However, the Court is not called upon to decide whether these acts were illegal, a point which is
not contested. The question for the Court is whether or not, in proceedings regarding claims for
compensation arising out of those acts, the Italian courts were obliged to accord Germany
immunity. In that context, the Court notes that there is a considerable measure of agreement
between the parties regarding the applicable law. In particular, both parties agree that immunity
is governed by international law and is not a mere matter of comity.

The Court then described the relevant law for the case. No relevant international treaty was directly
binding on the two states. Instead, the Court must rule based on customary international law. It briefly
described the components of customary international law.

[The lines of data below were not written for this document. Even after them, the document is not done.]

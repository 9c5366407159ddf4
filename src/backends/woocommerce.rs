//! WooCommerce REST API (v3) and WooPayments transaction reports

use async_trait::async_trait;
use reqwest::Client;
use serde_json::{json, Map, Value};
use std::collections::{BTreeMap, HashMap, HashSet};
use std::ops::ControlFlow;
use std::time::Duration;

use super::http::{build_client, read_json};
use super::pagination::{collect_pages, scan_pages, Page};
use super::{
    find_filter, into_records, ApiError, BackendClient, BackendId, DataSourceDescriptor,
    DataSourceKind, Filter, FilterOperator, Table,
};
use crate::config::WooCommerceConfig;
use crate::credential_store::Credential;

const API_PATH: &str = "/wp-json/wc/v3";
const TRANSACTIONS_PATH: &str = "payments/reports/transactions";
/// WooCommerce refuses larger pages
const MAX_PER_PAGE: usize = 100;

const COLLECTIONS: [(&str, &str); 5] = [
    ("products", "Products"),
    ("orders", "Orders"),
    ("customers", "Customers"),
    ("payments", "Payment Transactions"),
    ("fee_summary", "Transaction Fees Summary"),
];

/// Processing fee charged on one payment
#[derive(Debug, Clone, PartialEq)]
pub struct PaymentFee {
    pub payment_id: String,
    /// In currency units, rounded to cents
    pub fees: f64,
}

/// WooPayments reports amounts in cents
pub fn cents_to_units(value: &Value) -> f64 {
    let cents = match value {
        Value::Number(n) => n.as_f64().unwrap_or(0.0),
        Value::String(s) => s.trim().parse().unwrap_or(0.0),
        _ => 0.0,
    };
    cents.round() / 100.0
}

/// Date filters arrive as `YYYY-MM-DD`; the API wants ISO 8601 timestamps
fn iso_timestamp(value: &str) -> String {
    if value.len() == 10 {
        format!("{}T00:00:00", value)
    } else {
        value.to_string()
    }
}

fn date_range(filters: &[Filter], column: &str) -> Vec<(String, String)> {
    let mut params = Vec::new();
    for filter in filters.iter().filter(|f| f.column.eq_ignore_ascii_case(column)) {
        match filter.operator {
            FilterOperator::GreaterThan | FilterOperator::GreaterOrEqual => {
                params.push(("after".to_string(), iso_timestamp(&filter.value)))
            }
            FilterOperator::LessThan | FilterOperator::LessOrEqual => {
                params.push(("before".to_string(), iso_timestamp(&filter.value)))
            }
            _ => {}
        }
    }
    params
}

/// Whether `date_range` turned this filter into an `after`/`before` parameter
fn is_date_bound(filter: &Filter, date_column: &str) -> bool {
    filter.column.eq_ignore_ascii_case(date_column)
        && matches!(
            filter.operator,
            FilterOperator::GreaterThan
                | FilterOperator::GreaterOrEqual
                | FilterOperator::LessThan
                | FilterOperator::LessOrEqual
        )
}

fn is_status_param(filter: &Filter) -> bool {
    filter.column.eq_ignore_ascii_case("status") && filter.operator == FilterOperator::Equals
}

fn retain_matching(records: &mut Vec<Map<String, Value>>, filters: &[Filter]) {
    records.retain(|record| filters.iter().all(|f| f.matches(record)));
}

pub struct WooCommerceClient {
    http: Client,
    per_page: usize,
    max_pages: u32,
    max_records: usize,
}

impl WooCommerceClient {
    pub fn new(config: &WooCommerceConfig) -> Result<Self, ApiError> {
        Ok(Self {
            http: build_client(Duration::from_secs(config.timeout_secs))?,
            per_page: config.per_page.clamp(1, MAX_PER_PAGE),
            max_pages: config.max_pages,
            max_records: config.max_records,
        })
    }

    fn endpoint(&self, credential: &Credential, path: &str) -> Result<String, ApiError> {
        let store = credential
            .instance_url
            .as_deref()
            .ok_or_else(|| ApiError::Data("WooCommerce store URL is not configured".to_string()))?;
        Ok(format!("{}{}/{}", store.trim_end_matches('/'), API_PATH, path))
    }

    fn key_pair(credential: &Credential) -> Result<(&str, &str), ApiError> {
        credential
            .access_token
            .split_once(':')
            .ok_or_else(|| ApiError::Auth("WooCommerce credential is not key:secret".to_string()))
    }

    async fn get_page(
        &self,
        credential: &Credential,
        path: &str,
        page: u32,
        per_page: usize,
        params: &[(String, String)],
    ) -> Result<Page<Value, u32>, ApiError> {
        let url = self.endpoint(credential, path)?;
        let (key, secret) = Self::key_pair(credential)?;

        tracing::debug!("GET {} page {}", url, page);
        let response = self
            .http
            .get(&url)
            .basic_auth(key, Some(secret))
            .query(&[("per_page", per_page.to_string()), ("page", page.to_string())])
            .query(params)
            .send()
            .await?;

        // transaction reports wrap their rows in `data`
        let items = match read_json::<Value>(response).await? {
            Value::Array(items) => items,
            Value::Object(mut body) => match body.remove("data") {
                Some(Value::Array(items)) => items,
                _ => Vec::new(),
            },
            other => {
                return Err(ApiError::Data(format!(
                    "Unexpected WooCommerce response: {}",
                    other
                )))
            }
        };
        Ok(Page::numbered(items, page, per_page))
    }

    async fn collect(
        &self,
        credential: &Credential,
        path: &str,
        params: &[(String, String)],
    ) -> Result<Vec<Map<String, Value>>, ApiError> {
        let per_page = self.per_page;
        let items = collect_pages(1, self.max_pages, self.max_records, move |page| {
            self.get_page(credential, path, page, per_page, params)
        })
        .await?;
        Ok(into_records(items))
    }

    /// Look up processing fees for Stripe payment intents (`pi_...`).
    ///
    /// Pages are scanned newest first and the scan stops as soon as every
    /// requested id has been seen. Duplicate rows keep the highest fee.
    pub async fn find_payment_fees(
        &self,
        credential: &Credential,
        payment_ids: &[String],
    ) -> Result<Vec<PaymentFee>, ApiError> {
        let mut pending: HashSet<&str> = payment_ids
            .iter()
            .map(|id| id.trim())
            .filter(|id| id.starts_with("pi_"))
            .collect();
        if pending.is_empty() {
            tracing::debug!("No payment intent ids to look up");
            return Ok(Vec::new());
        }

        let wanted: HashSet<String> = pending.iter().map(|id| id.to_string()).collect();
        let mut fees: BTreeMap<String, f64> = BTreeMap::new();
        let per_page = MAX_PER_PAGE;
        let params: Vec<(String, String)> = Vec::new();
        let params = &params;

        let summary = scan_pages(
            1,
            self.max_pages,
            move |page| self.get_page(credential, TRANSACTIONS_PATH, page, per_page, params),
            |items| {
                for item in &items {
                    let Some(id) = item.get("payment_id").and_then(Value::as_str) else {
                        continue;
                    };
                    if !wanted.contains(id) {
                        continue;
                    }
                    pending.remove(id);

                    let fee = item.get("fees").map(cents_to_units).unwrap_or(0.0);
                    if fee > 0.0 {
                        let entry = fees.entry(id.to_string()).or_insert(fee);
                        *entry = entry.max(fee);
                    }
                }
                if pending.is_empty() {
                    ControlFlow::Break(())
                } else {
                    ControlFlow::Continue(())
                }
            },
        )
        .await?;

        tracing::info!(
            "Found fees for {}/{} payments after {} pages",
            fees.len(),
            wanted.len(),
            summary.pages_fetched
        );

        Ok(fees
            .into_iter()
            .map(|(payment_id, fees)| PaymentFee { payment_id, fees })
            .collect())
    }

    async fn payments(&self, credential: &Credential, filters: &[Filter]) -> Result<Table, ApiError> {
        if let Some(lookup) = find_filter(filters, "payment_id", FilterOperator::Includes) {
            let ids: Vec<String> = lookup.value.split(',').map(str::to_string).collect();
            let fees = self.find_payment_fees(credential, &ids).await?;
            let mut table = Table::new(vec!["payment_id".to_string(), "fees".to_string()]);
            table.rows = fees
                .into_iter()
                .map(|fee| vec![json!(fee.payment_id), json!(fee.fees)])
                .collect();
            return Ok(table);
        }

        let params = date_range(filters, "date");
        let mut records = self.collect(credential, TRANSACTIONS_PATH, &params).await?;
        let rest: Vec<Filter> = filters
            .iter()
            .filter(|f| !is_date_bound(f, "date"))
            .cloned()
            .collect();
        retain_matching(&mut records, &rest);
        Ok(Table::from_records(records))
    }

    /// Totals per transaction type, in currency units
    async fn fee_summary(&self, credential: &Credential, filters: &[Filter]) -> Result<Table, ApiError> {
        let params = date_range(filters, "date");
        let mut records = self.collect(credential, TRANSACTIONS_PATH, &params).await?;
        let rest: Vec<Filter> = filters
            .iter()
            .filter(|f| !is_date_bound(f, "date"))
            .cloned()
            .collect();
        retain_matching(&mut records, &rest);

        #[derive(Default)]
        struct Totals {
            count: u64,
            amount: f64,
            fees: f64,
            net: f64,
        }

        let mut groups: HashMap<String, Totals> = HashMap::new();
        for record in &records {
            let kind = record
                .get("type")
                .and_then(Value::as_str)
                .unwrap_or("All Transactions")
                .to_string();
            let totals = groups.entry(kind).or_default();
            let amount = record.get("amount").map(cents_to_units).unwrap_or(0.0);
            let fees = record.get("fees").map(cents_to_units).unwrap_or(0.0);
            totals.count += 1;
            totals.amount += amount;
            totals.fees += fees;
            totals.net += record
                .get("net")
                .map(cents_to_units)
                .unwrap_or(amount - fees);
        }

        let mut kinds: Vec<_> = groups.into_iter().collect();
        kinds.sort_by(|a, b| a.0.cmp(&b.0));

        let round = |v: f64| (v * 100.0).round() / 100.0;
        let mut table = Table::new(
            ["type", "transaction_count", "total_amount", "total_fees", "total_net"]
                .map(String::from)
                .to_vec(),
        );
        table.rows = kinds
            .into_iter()
            .map(|(kind, t)| {
                vec![
                    json!(kind),
                    json!(t.count),
                    json!(round(t.amount)),
                    json!(round(t.fees)),
                    json!(round(t.net)),
                ]
            })
            .collect();
        Ok(table)
    }

    async fn listing(
        &self,
        credential: &Credential,
        path: &str,
        filters: &[Filter],
    ) -> Result<Table, ApiError> {
        let mut params = date_range(filters, "date_created");
        if path == "orders" {
            if let Some(status) = find_filter(filters, "status", FilterOperator::Equals) {
                params.push(("status".to_string(), status.value.clone()));
            }
        }

        let mut records = self.collect(credential, path, &params).await?;
        let rest: Vec<Filter> = filters
            .iter()
            .filter(|f| {
                !(path == "orders" && (is_date_bound(f, "date_created") || is_status_param(f)))
            })
            .cloned()
            .collect();
        retain_matching(&mut records, &rest);
        Ok(Table::from_records(records))
    }
}

#[async_trait]
impl BackendClient for WooCommerceClient {
    fn backend(&self) -> BackendId {
        BackendId::WooCommerce
    }

    async fn confirm(&self, credential: &Credential) -> Result<(), ApiError> {
        self.get_page(credential, "products", 1, 1, &[]).await.map(|_| ())
    }

    async fn list_data_sources(
        &self,
        _credential: &Credential,
    ) -> Result<Vec<DataSourceDescriptor>, ApiError> {
        Ok(COLLECTIONS
            .iter()
            .map(|(id, name)| {
                DataSourceDescriptor::new(BackendId::WooCommerce, DataSourceKind::Collection, *id, *name)
            })
            .collect())
    }

    async fn fetch_data(
        &self,
        credential: &Credential,
        source: &DataSourceDescriptor,
        filters: &[Filter],
    ) -> Result<Table, ApiError> {
        match source.id.as_str() {
            "payments" => self.payments(credential, filters).await,
            "fee_summary" => self.fee_summary(credential, filters).await,
            "products" | "orders" | "customers" => self.listing(credential, &source.id, filters).await,
            other => Err(ApiError::Data(format!("Unknown WooCommerce source: {}", other))),
        }
    }
}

As between Germany and Italy, any entitlement to immunity can be derived only from customary
international law, rather than treaty. Although Germany is one of the eight states parties to the
European Convention on State Immunity of 16 May 1972 ... (hereinafter the “European
Convention”), Italy is not a party and the Convention is accordingly not binding upon it. Neither
state is party to the United Nations Convention on Jurisdictional Immunities of States and Their
Property, adopted on 2 December 2004 (hereinafter the “United Nations Convention”), which is
not yet in force in any event ...

It follows that the Court must determine ... the existence of “international custom, as evidence of
a general practice accepted as law” conferring immunity on states and, if so, what is the scope
and extent of that immunity. To do so, it must apply the criteria which it has repeatedly laid down
for identifying a rule of customary international law. In particular, as the Court made clear in the
North Sea Continental Shelf cases, the existence of a rule of customary international law requires
that there be “a settled practice” together with opinio juris ... In the present context, state practice
of particular significance is to be found in the judgments of national courts faced with the
question whether a foreign state is immune, the legislation of those states which have enacted
statutes dealing with immunity, the claims to immunity advanced by states before foreign courts
and the statements made by states, first in the course of the extensive study of the subject by the

5
International Law Commission and then in the context of the adoption of the United Nations
Convention. Opinio juris in this context is reflected in particular in the assertion by states
claiming immunity that international law accords them a right to such immunity from the
jurisdiction of other states; in the acknowledgment, by states granting immunity, that international
law imposes upon them an obligation to do so; and, conversely, in the assertion by states in other
cases of a right to exercise jurisdiction over foreign states ...

The Court then proceeded to a discussion of the topic of state immunity.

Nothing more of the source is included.